Stephen Milner, MD, BDS, DSc, FRCSE, FACS, Former Professor of Plastic and Reconstructive Surgery, Johns Hopkins, Chief Clinical Officer, PolarityTE, Inc. talks about SkinTE and it’s potential to help treat patients with severe burns.
Interview conducted by Ivanhoe Broadcast News in September 2017.
Tell me how the thought process went in to create this product. How did you know there was a need for this or what was the need you saw?
Dr. Milner: I always knew there was a need for a better skin product. For thirty years, people have been trying to obtain better skin care off the shelf, and quite frankly, it’s been fraught with difficulties. Although there have been advances, they haven’t really produced a perfect product yet. I think that Polarity is about as near as you could come to it.
How does it work?
Dr. Milner: The way in which it works is that a small biopsy is taken from the patient, about two square centimeters in size, and this is sent off to our laboratory where the skin itself is processed. It’s then returned to the patient and it literally grows on the patient so the patient is used as its own medium.

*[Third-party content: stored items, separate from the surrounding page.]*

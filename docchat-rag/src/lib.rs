//! # docchat-rag
//!
//! Question answering over an OpenSearch document index.
//!
//! Two modes share one [`Answer`] contract:
//!
//! - **Semantic**: [`SemanticPipeline`] embeds the question, runs a k-NN
//!   search, assembles a rank-labeled [`ContextWindow`], and asks a chat model
//!   to answer from that context only.
//! - **Hybrid**: [`LangflowClient`] forwards the question to a Langflow flow
//!   (which does its own BM25 + vector fusion) and normalizes whatever shape
//!   the flow replies with.
//!
//! Configuration is plain data ([`SearchConfig`], [`EmbeddingConfig`],
//! [`GenerationConfig`], [`DelegateConfig`]); this crate never reads the
//! environment.

pub mod config;
pub mod context;
pub mod document;
pub mod embedding;
pub mod error;
pub mod generation;
pub mod inmemory;
pub mod langflow;
pub mod openai;
pub mod opensearch;
pub mod pipeline;
pub mod vectorstore;

pub use config::{
    DelegateConfig, EmbeddingConfig, GenerationConfig, SearchConfig, SearchConfigBuilder,
    TlsOverrides, TlsPolicy, parse_flag,
};
pub use context::{ContextWindow, DOCUMENT_SEPARATOR, assemble_context};
pub use document::{
    Answer, DocumentSummary, HybridSearchInfo, Query, RetrievedDocument, SearchInfo, SearchMode,
    SemanticSearchInfo,
};
pub use embedding::EmbeddingProvider;
pub use error::{ChatError, Result};
pub use generation::{Generator, NO_RESPONSE_GENERATED};
pub use inmemory::InMemoryVectorStore;
pub use langflow::{LangflowClient, NO_RESPONSE_RECEIVED};
pub use openai::{OpenAIChatGenerator, OpenAIEmbeddingProvider};
pub use opensearch::OpenSearchStore;
pub use pipeline::{NO_RELEVANT_DOCUMENTS, SemanticPipeline, SemanticPipelineBuilder};
pub use vectorstore::VectorStore;
use std::{
    collections::HashMap,
    sync::{
        Arc, Mutex,
        atomic::{AtomicUsize, Ordering},
    },
    time::Duration,
};

use axum::{
    Json, Router,
    extract::{Query, State},
    http::{HeaderMap, StatusCode, header},
    routing::post,
};
use docchat_server::{AppConfig, AppState, app_router};
use serde_json::{Value, json};

async fn spawn(app: Router) -> (String, tokio::task::JoinHandle<()>) {
    let listener = tokio::net::TcpListener::bind("127.0.0.1:0").await.expect("bind test listener");
    let addr = listener.local_addr().expect("listener addr");
    let handle = tokio::spawn(async move {
        axum::serve(listener, app).await.expect("server run");
    });
    (format!("http://{}", addr), handle)
}

/// An address nothing listens on.
async fn closed_endpoint() -> String {
    let listener = tokio::net::TcpListener::bind("127.0.0.1:0").await.expect("bind");
    let addr = listener.local_addr().expect("addr");
    drop(listener);
    format!("http://{}", addr)
}

async fn spawn_app(vars: &[(&str, &str)]) -> (String, tokio::task::JoinHandle<()>) {
    let vars: HashMap<String, String> =
        vars.iter().map(|(k, v)| (k.to_string(), v.to_string())).collect();
    let config = AppConfig::from_lookup(|key| vars.get(key).cloned()).expect("valid config");
    spawn(app_router(AppState::new(config))).await
}

// ── Mock OpenSearch ────────────────────────────────────────────────

#[derive(Clone, Default)]
struct SearchLog {
    bodies: Arc<Mutex<Vec<Value>>>,
    authorization: Arc<Mutex<Vec<Option<String>>>>,
}

fn opensearch_mock(status: StatusCode, response: Value, log: SearchLog) -> Router {
    Router::new()
        .route(
            "/{index}/_search",
            post(move |State(log): State<SearchLog>, headers: HeaderMap, Json(body): Json<Value>| {
                let response = response.clone();
                async move {
                    log.bodies.lock().unwrap().push(body);
                    log.authorization.lock().unwrap().push(
                        headers
                            .get(header::AUTHORIZATION)
                            .and_then(|v| v.to_str().ok())
                            .map(str::to_string),
                    );
                    (status, Json(response))
                }
            }),
        )
        .with_state(log)
}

Until Polarity hits the market what has been the problem when it comes to burn treatment?
Dr. Milner: The conventional way of treating burns is with a skin graft. If you sustain a deep burn, there is a potential for that burn to become infected. The standard of care really is to remove that burn, excise it and replace the wound that you’ve created with a skin graft. Essentially, what that means, is you take a skin graft from another part of the body and you put that on to the recipient site. There are obvious problems associated with that which I can go in to.
Basically it’s a size, right size of skin area that you’re covering?

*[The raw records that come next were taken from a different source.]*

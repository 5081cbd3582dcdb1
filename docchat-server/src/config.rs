//! Environment-backed server configuration.
//!
//! Values are read through a lookup function so that tests can supply a map
//! instead of mutating the process environment. Missing endpoints and keys
//! are left unset here; they surface as configuration errors on the first
//! request that needs them.

use std::str::FromStr;
use std::time::Duration;

use docchat_rag::{
    DelegateConfig, EmbeddingConfig, GenerationConfig, SearchConfig, TlsOverrides, TlsPolicy,
    parse_flag,
};
use tracing::warn;

/// Default bind host.
pub const DEFAULT_HOST: &str = "127.0.0.1";

/// Default bind port.
pub const DEFAULT_PORT: u16 = 3000;

/// Everything the server needs, resolved once at startup.
#[derive(Debug, Clone)]
pub struct AppConfig {
    pub host: String,
    pub port: u16,
    pub search: SearchConfig,
    pub embedding: EmbeddingConfig,
    pub generation: GenerationConfig,
    pub delegate: DelegateConfig,
}

impl Default for AppConfig {
    fn default() -> Self {
        Self {
            host: DEFAULT_HOST.to_string(),
            port: DEFAULT_PORT,
            search: SearchConfig::default(),
            embedding: EmbeddingConfig::default(),
            generation: GenerationConfig::default(),
            delegate: DelegateConfig::default(),
        }
    }
}

impl AppConfig {
    /// Read configuration from the process environment.
    pub fn from_env() -> docchat_rag::Result<Self> {
        Self::from_lookup(|key| std::env::var(key).ok())
    }

    /// Read configuration through `lookup`.
    ///
    /// # Errors
    ///
    /// Returns a configuration error if a value is present but invalid, e.g.
    /// `OPENSEARCH_TOP_K=0` or an unparseable `OPENSEARCH_URL`.
    pub fn from_lookup(lookup: impl Fn(&str) -> Option<String>) -> docchat_rag::Result<Self> {
        let get = |key: &str| lookup(key).map(|v| v.trim().to_string()).filter(|v| !v.is_empty());
        let defaults = Self::default();

        let production = get("APP_ENV")
            .or_else(|| get("NODE_ENV"))
            .is_some_and(|env| env.eq_ignore_ascii_case("production"));
        let overrides = TlsOverrides {
            ssl_verify: get("OPENSEARCH_SSL_VERIFY").as_deref().and_then(parse_flag),
            reject_unauthorized: get("NODE_TLS_REJECT_UNAUTHORIZED").as_deref().and_then(parse_flag),
            production,
        };

        let search_url = get("OPENSEARCH_URL");
        let tls = match &search_url {
            Some(url) => TlsPolicy::resolve(&overrides, url),
            None => TlsPolicy::Verify,
        };

        let mut search = SearchConfig::builder()
            .tls(tls)
            .top_k(parse_or(get("OPENSEARCH_TOP_K"), "OPENSEARCH_TOP_K", defaults.search.top_k))
            .timeout(secs_or(
                get("OPENSEARCH_TIMEOUT_SECS"),
                "OPENSEARCH_TIMEOUT_SECS",
                defaults.search.timeout,
            ));
        if let Some(url) = search_url {
            search = search.url(url);
        }
        if let Some(username) = get("OPENSEARCH_USERNAME") {
            search = search.credentials(username, get("OPENSEARCH_PASSWORD").unwrap_or_default());
        }
        if let Some(index) = get("OPENSEARCH_INDEX") {
            search = search.index(index);
        }
        if let Some(field) = get("OPENSEARCH_VECTOR_FIELD") {
            search = search.vector_field(field);
        }
        let search = search.build()?;

        let api_key = get("OPENAI_API_KEY");
        let base_url = get("OPENAI_BASE_URL").unwrap_or(defaults.embedding.base_url.clone());
        let openai_timeout = get("OPENAI_TIMEOUT_SECS");

        let embedding = EmbeddingConfig {
            api_key: api_key.clone(),
            base_url: base_url.clone(),
            model: get("EMBEDDING_MODEL").unwrap_or(defaults.embedding.model),
            dimensions: parse_or(
                get("EMBEDDING_DIMENSIONS"),
                "EMBEDDING_DIMENSIONS",
                defaults.embedding.dimensions,
            ),
            timeout: secs_or(
                openai_timeout.clone(),
                "OPENAI_TIMEOUT_SECS",
                defaults.embedding.timeout,
            ),
        };

        let generation = GenerationConfig {
            api_key,
            base_url,
            model: get("CHAT_MODEL").unwrap_or(defaults.generation.model),
            timeout: secs_or(openai_timeout, "OPENAI_TIMEOUT_SECS", defaults.generation.timeout),
            ..defaults.generation
        };

        let delegate = DelegateConfig {
            url: get("LANGFLOW_URL"),
            flow_id: get("LANGFLOW_FLOW_ID"),
            api_key: get("LANGFLOW_API_KEY"),
            timeout: secs_or(
                get("LANGFLOW_TIMEOUT_SECS"),
                "LANGFLOW_TIMEOUT_SECS",
                defaults.delegate.timeout,
            ),
        };

        Ok(Self {
            host: get("DOCCHAT_HOST").unwrap_or(defaults.host),
            port: parse_or(get("DOCCHAT_PORT"), "DOCCHAT_PORT", defaults.port),
            search,
            embedding,
            generation,
            delegate,
        })
    }
}

fn parse_or<T: FromStr>(value: Option<String>, key: &str, default: T) -> T {
    match value {
        None => default,
        Some(raw) => raw.parse().unwrap_or_else(|_| {
            warn!(key, value = %raw, "ignoring unparseable configuration value");
            default
        }),
    }
}

/// A timeout in whole seconds. Zero would fail every call, so it falls back
/// to the default.
fn secs_or(value: Option<String>, key: &str, default: Duration) -> Duration {
    match parse_or(value, key, default.as_secs()) {
        0 => {
            warn!(key, "timeout must be greater than zero, using the default");
            default
        }
        secs => Duration::from_secs(secs),
    }
}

Dr. Milner: Yes, there are several problems with a conventional skin graft. First, it’s an operation. It’s an operation that produces a secondary wound in an area that wasn’t injured primarily. That wound has to heal; it usually takes about two weeks and is very painful. Second, the skin graft itself is really just a top layer of skin. So really what you’re talking about is keratinocytes that really are just proliferating on the wound. There are no hair follicles, no sebaceous glands, no sweat glands. There’s a tendency for that wound to contract and there also may be color differences. And then as I said before, you have a secondary wound that could be avoided by the use of the new technology.
At least if nothing else it’s going to make a smaller scar site, wound site?
Dr. Milner: Correct.
How long have you been working on this SkinTE?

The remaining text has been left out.